BEGIN Source material
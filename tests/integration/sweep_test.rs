//! Integration tests for the expiry sweeper.

mod helpers;

use std::collections::HashSet;
use std::sync::Arc;
use std::time::Duration;

use async_trait::async_trait;
use chrono::{DateTime, Utc};

use sessionhub_core::error::AppError;
use sessionhub_core::events::{DisconnectReason, PresenceEvent, PresenceKind};
use sessionhub_core::result::AppResult;
use sessionhub_core::traits::SessionRepository;
use sessionhub_core::types::{Session, SessionId};
use sessionhub_realtime::PresenceSubscriber;
use sessionhub_store::memory::MemorySessionRepository;

#[tokio::test]
async fn test_expired_session_with_one_connection() {
    let mut app = helpers::TestHub::new().await;
    let session = app.new_session().await;
    assert_eq!(session.max_inactive_interval_seconds, 5);

    let (cid, mut frames) = app.connect(session.id).await;
    let connected = app.drain();
    assert_eq!(connected.len(), 1);
    assert_eq!(connected[0].connection_count, 1);

    // no activity for six seconds
    app.backdate(&session, 6).await;
    let report = app.hub.sweeper().sweep_once().await;
    assert_eq!(report.evicted, 1);
    assert_eq!(report.connections_closed, 1);

    let events = app.drain();
    assert_eq!(events.len(), 1);
    assert_eq!(events[0].kind, PresenceKind::Disconnected);
    assert_eq!(events[0].connection_id, cid);
    assert_eq!(events[0].connection_count, 0);
    assert_eq!(events[0].reason, Some(DisconnectReason::Expired));

    assert!(!app.service().is_online(&session.id));
    assert!(app.service().get(&session.id).await.unwrap_err().is_not_found());

    let notice: serde_json::Value = serde_json::from_str(&frames.recv().await.unwrap()).unwrap();
    assert_eq!(notice["type"], "session_ended");
    assert_eq!(notice["reason"], "expired");
    assert_eq!(frames.recv().await, None);

    let topic = app.drain_topic();
    assert_eq!(topic.last().unwrap()["online"], false);
}

#[tokio::test]
async fn test_sweeper_never_removes_live_sessions() {
    let mut app = helpers::TestHub::new().await;

    let mut live = HashSet::new();
    let mut stale = HashSet::new();
    for i in 0..10 {
        let session = app.new_session().await;
        if i % 2 == 0 {
            app.backdate(&session, 60).await;
            stale.insert(session.id);
        } else {
            app.connect(session.id).await;
            live.insert(session.id);
        }
    }
    app.drain();

    let report = app.hub.sweeper().sweep_once().await;
    assert_eq!(report.examined, 10);
    assert_eq!(report.evicted, 5);
    assert_eq!(report.errors, 0);

    for id in &live {
        assert!(app.service().get(id).await.is_ok());
        assert!(app.service().is_online(id));
    }
    for id in &stale {
        assert!(app.service().get(id).await.unwrap_err().is_not_found());
    }
    assert_eq!(app.service().online_sessions(), live);
    assert!(app.drain().is_empty());
}

#[tokio::test]
async fn test_expired_session_is_absent_before_sweep() {
    let app = helpers::TestHub::new().await;
    let session = app.new_session().await;
    app.backdate(&session, 6).await;

    // not swept yet, but already invisible
    assert!(app.service().get(&session.id).await.unwrap_err().is_not_found());
    let replacement = app
        .service()
        .lookup_or_create_session(Some(&session.id.to_string()))
        .await
        .unwrap();
    assert_ne!(replacement.id, session.id);
}

/// Memory store whose `remove_if_expired` always fails for one id.
#[derive(Debug)]
struct PoisonedStore {
    inner: MemorySessionRepository,
    poisoned: SessionId,
}

#[async_trait]
impl SessionRepository for PoisonedStore {
    fn create_session(&self) -> Session {
        self.inner.create_session()
    }
    async fn save(&self, session: &Session) -> AppResult<()> {
        self.inner.save(session).await
    }
    async fn find_by_id(&self, id: &SessionId) -> AppResult<Option<Session>> {
        self.inner.find_by_id(id).await
    }
    async fn delete(&self, id: &SessionId) -> AppResult<()> {
        self.inner.delete(id).await
    }
    async fn session_ids(&self) -> AppResult<Vec<SessionId>> {
        self.inner.session_ids().await
    }
    async fn remove_if_expired(
        &self,
        id: &SessionId,
        now: DateTime<Utc>,
    ) -> AppResult<Option<Session>> {
        if *id == self.poisoned {
            return Err(AppError::store_unavailable("shard offline"));
        }
        self.inner.remove_if_expired(id, now).await
    }
    async fn health_check(&self) -> AppResult<bool> {
        Ok(true)
    }
}

#[tokio::test]
async fn test_store_failure_does_not_abort_cycle() {
    let config = helpers::test_config();
    let inner = MemorySessionRepository::new(config.session.max_inactive_interval());
    let poisoned = inner.create_session();
    inner.save(&poisoned).await.unwrap();
    let store = Arc::new(PoisonedStore {
        inner,
        poisoned: poisoned.id,
    });

    let app = helpers::TestHub::with_repository(config, store.clone()).await;
    let healthy = app.new_session().await;
    app.backdate(&healthy, 6).await;
    app.backdate(&poisoned, 6).await;

    let report = app.hub.sweeper().sweep_once().await;
    assert_eq!(report.examined, 2);
    assert_eq!(report.evicted, 1);
    assert_eq!(report.errors, 1);
    assert!(!store.session_ids().await.unwrap().contains(&healthy.id));

    // the next cycle still runs
    let again = app.hub.sweeper().sweep_once().await;
    assert_eq!(again.errors, 1);
    assert_eq!(app.hub.metrics().snapshot().sweeps_completed, 2);
}

#[tokio::test(start_paused = true)]
async fn test_started_hub_sweeps_on_interval_until_shutdown() {
    let mut app = helpers::TestHub::new().await;
    app.hub.start().await.unwrap();

    let session = app.new_session().await;
    app.connect(session.id).await;
    app.backdate(&session, 6).await;

    tokio::time::sleep(Duration::from_millis(1500)).await;
    assert!(!app.service().is_online(&session.id));
    assert!(app.drain().last().unwrap().is_last_disconnect());

    app.hub.shutdown().await.unwrap();
    let sweeps = app.hub.metrics().snapshot().sweeps_completed;
    tokio::time::sleep(Duration::from_secs(30)).await;
    assert_eq!(app.hub.metrics().snapshot().sweeps_completed, sweeps);
}

#[tokio::test]
async fn test_cron_schedule_is_accepted() {
    let mut config = helpers::test_config();
    config.session.sweep_cron = Some("0 * * * * *".to_string());
    let app = helpers::TestHub::with_config(config).await;

    app.hub.start().await.unwrap();
    app.hub.shutdown().await.unwrap();
}

/// Subscriber with a bug that fires on every disconnect.
#[derive(Debug)]
struct PanicsOnDisconnect;

#[async_trait]
impl PresenceSubscriber for PanicsOnDisconnect {
    fn name(&self) -> &str {
        "panics-on-disconnect"
    }

    async fn on_event(&self, event: &PresenceEvent) -> AppResult<()> {
        if event.kind == PresenceKind::Disconnected {
            panic!("disconnect handler bug");
        }
        Ok(())
    }
}

#[tokio::test(start_paused = true)]
async fn test_panicking_subscriber_does_not_stop_sweeping() {
    let mut app = helpers::TestHub::new().await;
    app.hub
        .notifier()
        .subscribe(Arc::new(PanicsOnDisconnect))
        .await;
    app.hub.start().await.unwrap();

    let first = app.new_session().await;
    let (_cid, mut frames) = app.connect(first.id).await;
    app.backdate(&first, 6).await;

    tokio::time::sleep(Duration::from_millis(1500)).await;
    assert!(!app.service().is_online(&first.id));
    assert!(app.drain().last().unwrap().is_last_disconnect());
    assert!(frames.recv().await.unwrap().contains("session_ended"));
    let sweeps = app.hub.metrics().snapshot().sweeps_completed;
    assert!(sweeps >= 1);

    let second = app.new_session().await;
    app.backdate(&second, 6).await;
    tokio::time::sleep(Duration::from_secs(3)).await;

    let snapshot = app.hub.metrics().snapshot();
    assert!(snapshot.sweeps_completed > sweeps);
    assert!(snapshot.subscriber_failures >= 1);
    assert!(!app.hub.sweeper().is_stopped());
    // both sessions were evicted, not merely hidden
    assert_eq!(snapshot.sessions_expired, 2);
    assert!(app.hub.registry().active_session_ids().is_empty());

    app.hub.shutdown().await.unwrap();
    assert!(app.hub.sweeper().is_stopped());
}
//! Convenience result type alias for SessionHub.

use crate::error::AppError;

/// A specialized `Result` type for SessionHub operations.
pub type AppResult<T> = Result<T, AppError>;
//! Redis session repository implementation.

use std::time::Duration;

use async_trait::async_trait;
use chrono::{DateTime, Utc};
use redis::AsyncCommands;
use tracing::{debug, warn};

use sessionhub_core::result::AppResult;
use sessionhub_core::traits::SessionRepository;
use sessionhub_core::types::{Session, SessionId};

use super::client::RedisClient;
use crate::keys;

/// Redis-backed session repository.
///
/// Each session is a JSON string under `session:{id}`. A sorted set indexes
/// every id by its expiry deadline, so the sweeper only reads records whose
/// deadline has passed.
/// Keys outlive their deadline by `expiry_grace` so expiry is observed by
/// the sweeper rather than silently applied by Redis.
#[derive(Debug, Clone)]
pub struct RedisSessionRepository {
    /// Redis client.
    client: RedisClient,
    /// Interval assigned to new sessions.
    default_max_inactive_interval: Duration,
    /// Key lifetime past the inactivity deadline.
    expiry_grace: Duration,
}

impl RedisSessionRepository {
    /// Create a new Redis session repository.
    pub fn new(
        client: RedisClient,
        default_max_inactive_interval: Duration,
        expiry_grace_seconds: u64,
    ) -> Self {
        Self {
            client,
            default_max_inactive_interval,
            expiry_grace: Duration::from_secs(expiry_grace_seconds),
        }
    }

    async fn load(&self, id: &SessionId) -> AppResult<Option<Session>> {
        let key = self.client.prefixed_key(&keys::session_by_id(id));
        let mut conn = self.client.conn_mut();
        let raw: Option<String> = self.client.bounded("GET", conn.get(&key)).await?;

        match raw {
            Some(json) => Ok(Some(serde_json::from_str(&json)?)),
            None => Ok(None),
        }
    }
}

/// Parse index members, skipping entries that are not session ids.
fn parse_members(members: Vec<String>) -> Vec<SessionId> {
    members
        .into_iter()
        .filter_map(|member| match member.parse::<SessionId>() {
            Ok(id) => Some(id),
            Err(e) => {
                warn!(member = %member, error = %e, "Skipping malformed session index entry");
                None
            }
        })
        .collect()
}

/// Seconds a session key should live from `now`.
fn key_ttl_seconds(session: &Session, now: DateTime<Utc>, grace: Duration) -> u64 {
    let remaining = (session.expires_at() - now).num_seconds().max(0) as u64;
    remaining.saturating_add(grace.as_secs()).max(1)
}

#[async_trait]
impl SessionRepository for RedisSessionRepository {
    fn create_session(&self) -> Session {
        Session::new(self.default_max_inactive_interval)
    }

    async fn save(&self, session: &Session) -> AppResult<()> {
        let key = self.client.prefixed_key(&keys::session_by_id(&session.id));
        let index = self.client.prefixed_key(keys::session_index());
        let payload = serde_json::to_string(session)?;
        let ttl = key_ttl_seconds(session, Utc::now(), self.expiry_grace);
        let score = session.expires_at().timestamp();

        let mut conn = self.client.conn_mut();
        let mut pipe = redis::pipe();
        pipe.atomic()
            .set_ex(&key, payload, ttl)
            .ignore()
            .zadd(&index, session.id.to_string(), score)
            .ignore();

        let _: () = self
            .client
            .bounded("SAVE", pipe.query_async(&mut conn))
            .await?;
        Ok(())
    }

    async fn find_by_id(&self, id: &SessionId) -> AppResult<Option<Session>> {
        let now = Utc::now();
        Ok(self
            .load(id)
            .await?
            .filter(|session| !session.is_expired_at(now)))
    }

    async fn delete(&self, id: &SessionId) -> AppResult<()> {
        let key = self.client.prefixed_key(&keys::session_by_id(id));
        let index = self.client.prefixed_key(keys::session_index());

        let mut conn = self.client.conn_mut();
        let mut pipe = redis::pipe();
        pipe.atomic()
            .del(&key)
            .ignore()
            .zrem(&index, id.to_string())
            .ignore();

        let _: () = self
            .client
            .bounded("DELETE", pipe.query_async(&mut conn))
            .await?;
        debug!(session_id = %id, "Session deleted");
        Ok(())
    }

    async fn session_ids(&self) -> AppResult<Vec<SessionId>> {
        let index = self.client.prefixed_key(keys::session_index());
        let mut conn = self.client.conn_mut();
        let members: Vec<String> = self
            .client
            .bounded("ZRANGE", conn.zrange(&index, 0, -1))
            .await?;
        Ok(parse_members(members))
    }

    async fn expiry_candidates(&self, now: DateTime<Utc>) -> AppResult<Vec<SessionId>> {
        // scores are whole seconds, so a deadline that passed within the
        // current second is still included
        let index = self.client.prefixed_key(keys::session_index());
        let mut conn = self.client.conn_mut();
        let members: Vec<String> = self
            .client
            .bounded(
                "ZRANGEBYSCORE",
                conn.zrangebyscore(&index, "-inf", now.timestamp()),
            )
            .await?;
        Ok(parse_members(members))
    }

    async fn remove_if_expired(
        &self,
        id: &SessionId,
        now: DateTime<Utc>,
    ) -> AppResult<Option<Session>> {
        match self.load(id).await? {
            Some(session) if session.is_expired_at(now) => {
                self.delete(id).await?;
                Ok(Some(session))
            }
            Some(_) => Ok(None),
            None => {
                // key gone but index entry left behind
                let index = self.client.prefixed_key(keys::session_index());
                let mut conn = self.client.conn_mut();
                let _: () = self
                    .client
                    .bounded("ZREM", conn.zrem(&index, id.to_string()))
                    .await?;
                Ok(None)
            }
        }
    }

    async fn health_check(&self) -> AppResult<bool> {
        let mut conn = self.client.conn_mut();
        let pong: String = self
            .client
            .bounded("PING", redis::cmd("PING").query_async(&mut conn))
            .await?;
        Ok(pong == "PONG")
    }
}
END Source material
§ What you will do: Please show, exactly as written, every line above that contains the word "events".

§ Answer to this task:
use sessionhub_core::events::{DisconnectReason, PresenceEvent, PresenceKind};
    let events = app.drain();
    assert_eq!(events.len(), 1);
    assert_eq!(events[0].kind, PresenceKind::Disconnected);
    assert_eq!(events[0].connection_id, cid);
    assert_eq!(events[0].connection_count, 0);
    assert_eq!(events[0].reason, Some(DisconnectReason::Expired));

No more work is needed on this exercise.